use std::fmt;

use uuid::Uuid;

/// Correlation id for one conflict-dialog round trip.
///
/// Generated fresh for every request; a session id is resolved exactly once
/// (by reply, timeout, or teardown) and never reused.
#[derive(Debug, Clone, Copy, PartialEq, Eq, Hash, serde::Serialize, serde::Deserialize)]
#[serde(transparent)]
pub struct SessionId(Uuid);

impl SessionId {
    #[must_use]
    pub fn generate() -> Self {
        Self(Uuid::new_v4())
    }

    #[must_use]
    pub fn value(self) -> Uuid {
        self.0
    }
}

impl fmt::Display for SessionId {
    fn fmt(&self, f: &mut fmt::Formatter<'_>) -> fmt::Result {
        write!(f, "{}", self.0)
    }
}
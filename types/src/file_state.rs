//! Per-file state as exposed to read-only observers.

use serde::{Deserialize, Serialize};

/// Role of a tracked file within the logical document.
///
/// The three fragment variants correspond to the embedding styles the primary
/// document supports: block embeds, inline embeds, and slide embeds.
#[derive(Debug, Clone, Copy, PartialEq, Eq, Hash, Serialize, Deserialize)]
#[serde(rename_all = "kebab-case")]
pub enum FileKind {
    Primary,
    FragmentBlock,
    FragmentInline,
    FragmentSlide,
}

impl FileKind {
    #[must_use]
    pub const fn is_primary(self) -> bool {
        matches!(self, Self::Primary)
    }

    #[must_use]
    pub const fn is_fragment(self) -> bool {
        !self.is_primary()
    }

    #[must_use]
    pub const fn as_str(self) -> &'static str {
        match self {
            Self::Primary => "primary",
            Self::FragmentBlock => "fragment-block",
            Self::FragmentInline => "fragment-inline",
            Self::FragmentSlide => "fragment-slide",
        }
    }
}

/// Disk accessibility of a tracked file at the last refresh.
#[derive(Debug, Clone, Copy, PartialEq, Eq, Hash, Serialize, Deserialize)]
#[serde(rename_all = "kebab-case")]
pub enum DiskState {
    Ok,
    Missing,
    PermissionDenied,
    Io,
}

impl DiskState {
    #[must_use]
    pub const fn is_accessible(self) -> bool {
        matches!(self, Self::Ok)
    }

    #[must_use]
    pub const fn as_str(self) -> &'static str {
        match self {
            Self::Ok => "ok",
            Self::Missing => "missing",
            Self::PermissionDenied => "permission-denied",
            Self::Io => "io-error",
        }
    }
}

impl std::fmt::Display for DiskState {
    fn fmt(&self, f: &mut std::fmt::Formatter<'_>) -> std::fmt::Result {
        f.write_str(self.as_str())
    }
}

/// Conflict-relevant snapshot of one tracked file, sent to the presentation
/// layer in state refreshes and conflict requests.
#[derive(Debug, Clone, PartialEq, Eq, Serialize, Deserialize)]
#[serde(rename_all = "camelCase")]
pub struct FileStateSummary {
    pub path: String,
    pub relative_path: String,
    pub kind: FileKind,
    pub disk_state: DiskState,
    /// OS error code string from the last failed disk access, if any.
    #[serde(skip_serializing_if = "Option::is_none", default)]
    pub access_error: Option<String>,
    /// Disk content hash differs from the baseline hash.
    pub has_external_change: bool,
    /// Canonical content differs from the baseline (programmatic edits).
    pub has_internal_change: bool,
    /// A live text-editing surface holds keystrokes not yet flushed into
    /// canonical content.
    pub has_editor_buffer_change: bool,
    pub in_edit_mode: bool,
}

impl FileStateSummary {
    /// Derived flag: anything unsaved from either mutation source.
    #[must_use]
    pub fn has_any_unsaved(&self) -> bool {
        self.has_internal_change || self.has_editor_buffer_change
    }
}

#[cfg(test)]
mod tests {
    use super::*;

    #[test]
    fn has_any_unsaved_is_or_of_the_two_flags() {
        let mut summary = FileStateSummary {
            path: "/doc/board.md".to_string(),
            relative_path: "board.md".to_string(),
            kind: FileKind::Primary,
            disk_state: DiskState::Ok,
            access_error: None,
            has_external_change: false,
            has_internal_change: false,
            has_editor_buffer_change: false,
            in_edit_mode: false,
        };
        assert!(!summary.has_any_unsaved());
        summary.has_internal_change = true;
        assert!(summary.has_any_unsaved());
        summary.has_internal_change = false;
        summary.has_editor_buffer_change = true;
        assert!(summary.has_any_unsaved());
    }

    #[test]
    fn kind_and_disk_state_use_kebab_wire_names() {
        assert_eq!(
            serde_json::to_value(FileKind::FragmentBlock).expect("serialize"),
            "fragment-block"
        );
        assert_eq!(
            serde_json::to_value(DiskState::PermissionDenied).expect("serialize"),
            "permission-denied"
        );
    }
}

**Directions for this task**. Exactly reproduce all of the entries above.

**Task result**.
use std::fmt;

use uuid::Uuid;

/// Correlation id for one conflict-dialog round trip.
///
/// Generated fresh for every request; a session id is resolved exactly once
/// (by reply, timeout, or teardown) and never reused.
#[derive(Debug, Clone, Copy, PartialEq, Eq, Hash, serde::Serialize, serde::Deserialize)]
#[serde(transparent)]
pub struct SessionId(Uuid);

impl SessionId {
    #[must_use]
    pub fn generate() -> Self {
        Self(Uuid::new_v4())
    }

    #[must_use]
    pub fn value(self) -> Uuid {
        self.0
    }
}

impl fmt::Display for SessionId {
    fn fmt(&self, f: &mut fmt::Formatter<'_>) -> fmt::Result {
        write!(f, "{}", self.0)
    }
}
filename types/src/file_state.rs
//! Per-file state as exposed to read-only observers.

use serde::{Deserialize, Serialize};

/// Role of a tracked file within the logical document.
///
/// The three fragment variants correspond to the embedding styles the primary
/// document supports: block embeds, inline embeds, and slide embeds.
#[derive(Debug, Clone, Copy, PartialEq, Eq, Hash, Serialize, Deserialize)]
#[serde(rename_all = "kebab-case")]
pub enum FileKind {
    Primary,
    FragmentBlock,
    FragmentInline,
    FragmentSlide,
}

impl FileKind {
    #[must_use]
    pub const fn is_primary(self) -> bool {
        matches!(self, Self::Primary)
    }

    #[must_use]
    pub const fn is_fragment(self) -> bool {
        !self.is_primary()
    }

    #[must_use]
    pub const fn as_str(self) -> &'static str {
        match self {
            Self::Primary => "primary",
            Self::FragmentBlock => "fragment-block",
            Self::FragmentInline => "fragment-inline",
            Self::FragmentSlide => "fragment-slide",
        }
    }
}

/// Disk accessibility of a tracked file at the last refresh.
#[derive(Debug, Clone, Copy, PartialEq, Eq, Hash, Serialize, Deserialize)]
#[serde(rename_all = "kebab-case")]
pub enum DiskState {
    Ok,
    Missing,
    PermissionDenied,
    Io,
}

impl DiskState {
    #[must_use]
    pub const fn is_accessible(self) -> bool {
        matches!(self, Self::Ok)
    }

    #[must_use]
    pub const fn as_str(self) -> &'static str {
        match self {
            Self::Ok => "ok",
            Self::Missing => "missing",
            Self::PermissionDenied => "permission-denied",
            Self::Io => "io-error",
        }
    }
}

impl std::fmt::Display for DiskState {
    fn fmt(&self, f: &mut std::fmt::Formatter<'_>) -> std::fmt::Result {
        f.write_str(self.as_str())
    }
}

/// Conflict-relevant snapshot of one tracked file, sent to the presentation
/// layer in state refreshes and conflict requests.
#[derive(Debug, Clone, PartialEq, Eq, Serialize, Deserialize)]
#[serde(rename_all = "camelCase")]
pub struct FileStateSummary {
    pub path: String,
    pub relative_path: String,
    pub kind: FileKind,
    pub disk_state: DiskState,
    /// OS error code string from the last failed disk access, if any.
    #[serde(skip_serializing_if = "Option::is_none", default)]
    pub access_error: Option<String>,
    /// Disk content hash differs from the baseline hash.
    pub has_external_change: bool,
    /// Canonical content differs from the baseline (programmatic edits).
    pub has_internal_change: bool,
    /// A live text-editing surface holds keystrokes not yet flushed into
    /// canonical content.
    pub has_editor_buffer_change: bool,
    pub in_edit_mode: bool,
}

impl FileStateSummary {
    /// Derived flag: anything unsaved from either mutation source.
    #[must_use]
    pub fn has_any_unsaved(&self) -> bool {
        self.has_internal_change || self.has_editor_buffer_change
    }
}

#[cfg(test)]
mod tests {
    use super::*;

    #[test]
    fn has_any_unsaved_is_or_of_the_two_flags() {
        let mut summary = FileStateSummary {
            path: "/doc/board.md".to_string(),
            relative_path: "board.md".to_string(),
            kind: FileKind::Primary,
            disk_state: DiskState::Ok,
            access_error: None,
            has_external_change: false,
            has_internal_change: false,
            has_editor_buffer_change: false,
            in_edit_mode: false,
        };
        assert!(!summary.has_any_unsaved());
        summary.has_internal_change = true;
        assert!(summary.has_any_unsaved());
        summary.has_internal_change = false;
        summary.has_editor_buffer_change = true;
        assert!(summary.has_any_unsaved());
    }

    #[test]
    fn kind_and_disk_state_use_kebab_wire_names() {
        assert_eq!(
            serde_json::to_value(FileKind::FragmentBlock).expect("serialize"),
            "fragment-block"
        );
        assert_eq!(
            serde_json::to_value(DiskState::PermissionDenied).expect("serialize"),
            "permission-denied"
        );
    }
}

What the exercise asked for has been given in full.